━━━━━ Supplied information ━━━━━
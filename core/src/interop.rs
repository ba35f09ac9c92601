//! interop.rs
//! Conversions between the byte containers callers hand to the crate.
//!
//! Costs:
//! - `Vec<u8>` -> `Bytes`: no copy, the allocation moves.
//! - `Bytes` -> `Vec<u8>`: no copy when the `Bytes` is the unique owner of a
//!   `Vec`-backed buffer, otherwise one copy.
//! - `BytesMut` -> `Bytes` (`freeze`): no copy.
//! - `&[u8]` -> any owned buffer: one copy.
//! - Any owned buffer -> `&[u8]`: no copy.

use bytes::{Bytes, BytesMut};

/// Owned view over a byte buffer, whichever container it came in.
pub trait ByteBuffer {
    fn as_bytes(&self) -> &[u8];

    /// Take the contents as `Bytes`.
    fn into_bytes(self) -> Bytes
    where
        Self: Sized;

    /// Take the contents as `Vec<u8>`.
    fn into_vec(self) -> Vec<u8>
    where
        Self: Sized;
}

impl ByteBuffer for Vec<u8> {
    fn as_bytes(&self) -> &[u8] {
        self
    }

    fn into_bytes(self) -> Bytes {
        Bytes::from(self)
    }

    fn into_vec(self) -> Vec<u8> {
        self
    }
}

impl ByteBuffer for Bytes {
    fn as_bytes(&self) -> &[u8] {
        self
    }

    fn into_bytes(self) -> Bytes {
        self
    }

    fn into_vec(self) -> Vec<u8> {
        Vec::from(self)
    }
}

impl ByteBuffer for BytesMut {
    fn as_bytes(&self) -> &[u8] {
        self
    }

    fn into_bytes(self) -> Bytes {
        self.freeze()
    }

    fn into_vec(self) -> Vec<u8> {
        Vec::from(self.freeze())
    }
}

impl ByteBuffer for &[u8] {
    fn as_bytes(&self) -> &[u8] {
        self
    }

    fn into_bytes(self) -> Bytes {
        Bytes::copy_from_slice(self)
    }

    fn into_vec(self) -> Vec<u8> {
        self.to_vec()
    }
}

/// Copy `data` into a fresh `BytesMut` for callers that keep appending.
pub fn to_bytes_mut(data: &[u8]) -> BytesMut {
    BytesMut::from(data)
}

/// Join transformed chunks into one `Bytes`; a single chunk moves without a
/// copy.
pub fn join_chunks(mut chunks: Vec<Vec<u8>>) -> Bytes {
    if chunks.len() == 1 {
        if let Some(only) = chunks.pop() {
            return Bytes::from(only);
        }
    }
    let total = chunks.iter().map(Vec::len).sum();
    let mut out = BytesMut::with_capacity(total);
    for chunk in &chunks {
        out.extend_from_slice(chunk);
    }
    out.freeze()
}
━━━━━
[Task requirements] Your task is to count the lines in the material containing the word "interop" and to state only that number.

[Expected answer] 2